Бог воплотился в Тору и ее святые буквы и такой передал ее нам. Прежде чем возник мир, была Тора, тайный Закон Божий. Она была написана белым огнем на черном огне, говорит Талмуд. А в святом Зогаресказано: «Бог, Тора и Израиль суть одно и то же».
Во время каждого шабеса и каждого праздника для всех присутствующих читается Тора. В течение года мы прочитываем ее всю и затем начинаем снова. Так происходит уже многие тысячелетия. Чтение Торы — дело нелегкое. В Торе нет гласных, нет в ней и диакритических знаков. Вы не отличили бы в ней хот к, вот б, с от ши тому подобное. Каждое словечко имеет свою особую мелодию, и она при публичном чтении должна быть пропета. Ибо слово последующее имеет уже совсем иную мелодию. Искусный кантор должен все это знать назубок, если не хочет осрамиться. Набожные прихожане очень требовательны и очень темпераментны.
Каждая буковка Торы скрывает глубокую тайну. Самая возвышенная тайна заключена в гласных, а еще больше — в нотах. Но самая высочайшая тайна погружена в неисписанном море белизны, которая со всех сторон окружает буквы.
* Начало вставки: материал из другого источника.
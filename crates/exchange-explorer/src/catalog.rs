//! Exchange list filtering and listing state
//!
//! Filtering is a pure projection recomputed whenever the catalog or the
//! search term changes. A linear scan is enough for catalogs of a few
//! thousand names.

use crate::core::ExchangeCatalog;

/// Case-insensitive substring filter over the catalog
///
/// An empty term returns every exchange in catalog order. Otherwise the
/// result is the order-preserving subsequence of exchanges whose lowercase
/// form contains the lowercase term.
pub fn filter<'a>(catalog: &'a ExchangeCatalog, term: &str) -> Vec<&'a str> {
    if term.is_empty() {
        return catalog.exchanges.iter().map(String::as_str).collect();
    }
    let term = term.to_lowercase();
    catalog
        .exchanges
        .iter()
        .filter(|exchange| exchange.to_lowercase().contains(&term))
        .map(String::as_str)
        .collect()
}

/// Why the listing has nothing to show
#[derive(Debug, Clone, PartialEq, Eq)]
pub enum EmptyKind {
    /// The catalog itself is empty
    NoData,
    /// The search term matched nothing
    NoResults { term: String },
}

impl EmptyKind {
    pub fn title(&self) -> &'static str {
        match self {
            EmptyKind::NoData => "No exchanges available",
            EmptyKind::NoResults { .. } => "No exchanges found",
        }
    }

    pub fn detail(&self) -> String {
        match self {
            EmptyKind::NoData => "Check your API connection".to_string(),
            EmptyKind::NoResults { term } => format!("No results for \"{}\"", term),
        }
    }
}

/// What the exchange list currently displays
#[derive(Debug, Clone, PartialEq, Eq)]
pub enum Listing<'a> {
    Loading,
    /// Catalog fetch failed; the user can retry
    Failed { message: String },
    Empty(EmptyKind),
    Exchanges {
        items: Vec<&'a str>,
        /// Match summary, only present while a search term is active
        matches: Option<String>,
    },
}

/// Catalog fetch lifecycle
#[derive(Debug, Clone, PartialEq, Eq, Default)]
pub enum CatalogState {
    #[default]
    Loading,
    Loaded(ExchangeCatalog),
    Failed(String),
}

/// Catalog snapshot plus the current search term
#[derive(Debug, Clone, Default)]
pub struct CatalogView {
    state: CatalogState,
    search_term: String,
}

impl CatalogView {
    pub fn new() -> Self {
        Self::default()
    }

    pub fn state(&self) -> &CatalogState {
        &self.state
    }

    /// Mark a (re)fetch as started; the previous snapshot is dropped
    pub fn begin_loading(&mut self) {
        self.state = CatalogState::Loading;
    }

    /// Replace the snapshot wholesale
    pub fn set_catalog(&mut self, catalog: ExchangeCatalog) {
        self.state = CatalogState::Loaded(catalog);
    }

    pub fn set_error(&mut self, message: impl Into<String>) {
        self.state = CatalogState::Failed(message.into());
    }

    pub fn catalog(&self) -> Option<&ExchangeCatalog> {
        match &self.state {
            CatalogState::Loaded(catalog) => Some(catalog),
            _ => None,
        }
    }

    pub fn search_term(&self) -> &str {
        &self.search_term
    }

    pub fn set_search_term(&mut self, term: impl Into<String>) {
        self.search_term = term.into();
    }

    /// Header data: catalog prefix and total count
    pub fn header(&self) -> Option<(&str, u64)> {
        self.catalog().map(|c| (c.prefix.as_str(), c.count))
    }

    /// Exchanges matching the current term, empty unless loaded
    pub fn filtered(&self) -> Vec<&str> {
        self.catalog()
            .map(|c| filter(c, &self.search_term))
            .unwrap_or_default()
    }

    /// Derive what the list should display
    pub fn listing(&self) -> Listing<'_> {
        match &self.state {
            CatalogState::Loading => Listing::Loading,
            CatalogState::Failed(message) => Listing::Failed {
                message: message.clone(),
            },
            CatalogState::Loaded(catalog) => {
                let items = filter(catalog, &self.search_term);
                if items.is_empty() {
                    if self.search_term.is_empty() {
                        Listing::Empty(EmptyKind::NoData)
                    } else {
                        Listing::Empty(EmptyKind::NoResults {
                            term: self.search_term.clone(),
                        })
                    }
                } else {
                    let matches = if self.search_term.is_empty() {
                        None
                    } else {
                        Some(match_summary(items.len()))
                    };
                    Listing::Exchanges { items, matches }
                }
            }
        }
    }
}

/// "Found N exchange(s)" summary line
pub fn match_summary(count: usize) -> String {
    let noun = if count == 1 { "exchange" } else { "exchanges" };
    format!("Found {} {}", count, noun)
}
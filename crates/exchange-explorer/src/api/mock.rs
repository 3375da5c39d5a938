//! In-memory API used in mock mode
//!
//! Serves a fixed catalog and a canned flowchart so the explorer can be
//! demonstrated without a backend.

use async_trait::async_trait;
use tracing::{debug, warn};

use super::ExchangeApi;
use crate::core::{Direction, ExchangeCatalog, ExplorerError, Result};

const MOCK_PREFIX: &str = "moirai";

const MOCK_EXCHANGES: [&str; 8] = [
    "moirai.topic.database.clone",
    "moirai.topic.database.backup",
    "moirai.topic.database.restore",
    "moirai.topic.user.created",
    "moirai.topic.user.deleted",
    "moirai.direct.billing.invoice",
    "moirai.direct.billing.refund",
    "moirai.fanout.audit.log",
];

/// API implementation backed by fixed data
#[derive(Debug, Clone)]
pub struct MockApiClient {
    catalog: ExchangeCatalog,
}

impl MockApiClient {
    /// Mock client serving the built-in demo catalog
    pub fn new() -> Self {
        let exchanges = MOCK_EXCHANGES.iter().map(|s| s.to_string()).collect();
        Self {
            catalog: ExchangeCatalog::new(MOCK_PREFIX, exchanges),
        }
    }

    /// Mock client serving a caller-provided catalog
    pub fn with_catalog(catalog: ExchangeCatalog) -> Self {
        Self { catalog }
    }

    pub fn catalog(&self) -> &ExchangeCatalog {
        &self.catalog
    }
}

impl Default for MockApiClient {
    fn default() -> Self {
        Self::new()
    }
}

/// Canned Mermaid flowchart describing a generic message handler
pub fn canned_flowchart(exchange: &str, direction: Direction) -> String {
    let label = exchange.replace('"', "'");
    format!(
        "flowchart {direction}\n\
         \x20   received([Message received]) --> exchange[\"{label}\"]\n\
         \x20   exchange --> validate{{Valid payload?}}\n\
         \x20   validate -->|yes| handle[Handle message]\n\
         \x20   validate -->|no| reject[Reject and log]\n\
         \x20   handle --> ack([Ack])\n\
         \x20   reject --> nack([Nack])\n"
    )
}

#[async_trait]
impl ExchangeApi for MockApiClient {
    async fn fetch_exchanges(&self) -> Result<ExchangeCatalog> {
        debug!(count = self.catalog.exchanges.len(), "Serving mock catalog");
        Ok(self.catalog.clone())
    }

    async fn fetch_flowchart(&self, exchange: &str, direction: Direction) -> Result<String> {
        if !self.catalog.exchanges.iter().any(|e| e == exchange) {
            warn!(exchange, "Mock catalog has no such exchange");
            return Err(ExplorerError::network_error(format!(
                "Exchange not found: {}",
                exchange
            )));
        }
        debug!(exchange, %direction, "Serving canned flowchart");
        Ok(canned_flowchart(exchange, direction))
    }

    fn name(&self) -> &'static str {
        "mock"
    }
}
//! Flowchart payload detection
//!
//! Payloads carry no explicit type tag. The first non-whitespace characters
//! decide whether the text is ready-to-display SVG or diagram source for the
//! external renderer.

use tracing::trace;

/// Prefixes that mark a payload as vector markup
const SVG_PREFIXES: [&str; 2] = ["<svg", "<?xml"];

/// Detects one kind of flowchart payload
pub trait Detector {
    /// Whether the payload belongs to this detector's kind
    fn detect(&self, input: &str) -> bool;
}

/// Matches SVG documents by prefix
#[derive(Debug, Default, Clone, Copy)]
pub struct SvgDetector;

impl Detector for SvgDetector {
    fn detect(&self, input: &str) -> bool {
        let input = input.trim_start();
        SVG_PREFIXES.iter().any(|p| input.starts_with(p))
    }
}

/// Matches any other non-blank text
#[derive(Debug, Default, Clone, Copy)]
pub struct DiagramSourceDetector;

impl Detector for DiagramSourceDetector {
    fn detect(&self, input: &str) -> bool {
        !input.trim().is_empty() && !SvgDetector.detect(input)
    }
}

/// Kind of a fetched flowchart payload
#[derive(Debug, Clone, Copy, PartialEq, Eq)]
pub enum PayloadKind {
    /// Ready-to-display vector markup
    Svg,
    /// Text the external renderer compiles into vector markup
    DiagramSource,
}

impl PayloadKind {
    pub fn as_str(&self) -> &'static str {
        match self {
            PayloadKind::Svg => "svg",
            PayloadKind::DiagramSource => "diagram-source",
        }
    }
}

/// Classify a payload, `None` for blank text
///
/// Diagram source that happens to begin with `<svg` or `<?xml` is
/// misclassified as SVG; no attempt is made to tell them apart.
pub fn classify(input: &str) -> Option<PayloadKind> {
    let kind = if SvgDetector.detect(input) {
        Some(PayloadKind::Svg)
    } else if DiagramSourceDetector.detect(input) {
        Some(PayloadKind::DiagramSource)
    } else {
        None
    };
    trace!(input_len = input.len(), kind = kind.map(|k| k.as_str()), "Classified payload");
    kind
}
use std::sync::Arc;
use std::time::Duration;

use tokio::task::JoinHandle;
use tracing::{debug, warn};

use loft_types::models::ConversationKey;

use crate::loader::ConversationLoader;

/// Periodic history re-fetch that bounds staleness when the push channel
/// has degraded. Goes through the loader's refresh path, so it stops
/// applying anything once the conversation leaves the screen.
pub struct PollFallback {
    task: JoinHandle<()>,
}

impl PollFallback {
    pub fn spawn(
        loader: Arc<ConversationLoader>,
        key: ConversationKey,
        period: Duration,
    ) -> Self {
        let task = tokio::spawn(async move {
            let mut interval = tokio::time::interval(period);
            // The first tick fires immediately; the initial load already
            // happened, so skip it.
            interval.tick().await;
            loop {
                interval.tick().await;
                match loader.refresh(key.clone()).await {
                    Ok(applied) if applied > 0 => {
                        debug!(%key, applied, "poll fallback applied missed messages")
                    }
                    Ok(_) => {}
                    Err(err) => warn!(%key, error = %err, "poll fallback fetch failed"),
                }
            }
        });
        Self { task }
    }

    pub fn stop(&self) {
        self.task.abort();
    }
}

impl Drop for PollFallback {
    fn drop(&mut self) {
        self.task.abort();
    }
}
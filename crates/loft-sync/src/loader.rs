use std::sync::{Arc, Mutex};

use tracing::{debug, info};

use loft_store::dedup::{Deduplicator, Ingest};
use loft_types::models::ConversationKey;

use crate::backend::{BackendError, MessageBackend};

#[derive(Debug, thiserror::Error)]
pub enum LoadError {
    /// The view shows an error state with a manual retry; other
    /// conversations are unaffected.
    #[error("history fetch failed: {0}")]
    Fetch(#[from] BackendError),
}

/// Loads conversation history when a view mounts.
///
/// A fetch that resolves after the user has navigated elsewhere is
/// discarded: the result is only applied if its conversation is still the
/// active one.
pub struct ConversationLoader {
    backend: Arc<dyn MessageBackend>,
    dedup: Deduplicator,
    active: Mutex<Option<ConversationKey>>,
}

impl ConversationLoader {
    pub fn new(backend: Arc<dyn MessageBackend>, dedup: Deduplicator) -> Self {
        Self {
            backend,
            dedup,
            active: Mutex::new(None),
        }
    }

    /// Mark `key` as the conversation currently on screen.
    pub fn activate(&self, key: ConversationKey) {
        *self.active.lock().expect("active-conversation lock poisoned") = Some(key);
    }

    /// No conversation on screen; in-flight fetches become stale.
    pub fn deactivate(&self) {
        *self.active.lock().expect("active-conversation lock poisoned") = None;
    }

    fn is_active(&self, key: &ConversationKey) -> bool {
        self.active
            .lock()
            .expect("active-conversation lock poisoned")
            .as_ref()
            == Some(key)
    }

    /// Activate `key` and fetch its history. Returns how many messages were
    /// newly applied to the store.
    pub async fn load(&self, key: ConversationKey) -> Result<usize, LoadError> {
        self.activate(key.clone());
        self.fetch_and_apply(key).await
    }

    /// Re-fetch without changing which conversation is active. No-op when
    /// `key` is no longer on screen. Used by the poll fallback.
    pub async fn refresh(&self, key: ConversationKey) -> Result<usize, LoadError> {
        if !self.is_active(&key) {
            return Ok(0);
        }
        self.fetch_and_apply(key).await
    }

    async fn fetch_and_apply(&self, key: ConversationKey) -> Result<usize, LoadError> {
        let rows = self.backend.history(&key).await?;

        // Stale-response guard: the user may have navigated away while the
        // fetch was in flight.
        if !self.is_active(&key) {
            debug!(%key, "discarding stale history fetch");
            return Ok(0);
        }

        // History goes through the deduplicator like every other network
        // source, so rows already known (via push or insert response) are
        // dropped and pending placeholders get matched.
        let mut applied = 0;
        for row in rows {
            if self.dedup.ingest(row.into_message()) != Ingest::Duplicate {
                applied += 1;
            }
        }
        info!(%key, applied, "history loaded");
        Ok(applied)
    }
}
Эту тайну никому не дано ни прочесть, ни понять. Столь непомерна тайна белизны пергамента, что весь этот мир не способен вобрать ее в себя. Мир — недостаточное для нее вместилище. Лишь мир будущий постигнет ее. Тогда уже будут читать не то, что написано в Торе, а то, что в ней не написано: белый пергамент.
Тысячи и тысячи канторов умеют безупречно и живо читать Тору. Но так, как читал ее святой рабби Иреле из Стрелиски, не сможет никто!
Святой рабби Шулем из Белза однажды на праздник Пятидесятницы был в Стрелиске. На этот праздник Господь Бог дал нам десять заповедей. И поэтому мы ежегодно в этот день читаем из Торы соответствующую главу. Реб Шулем был приглашен послушать, как читает его учитель.
И вдруг пред Шулемовым взором исчез пергамент, и Шулем узрел такую Тору, какой она была до сотворения мира: белый огонь на черном огне!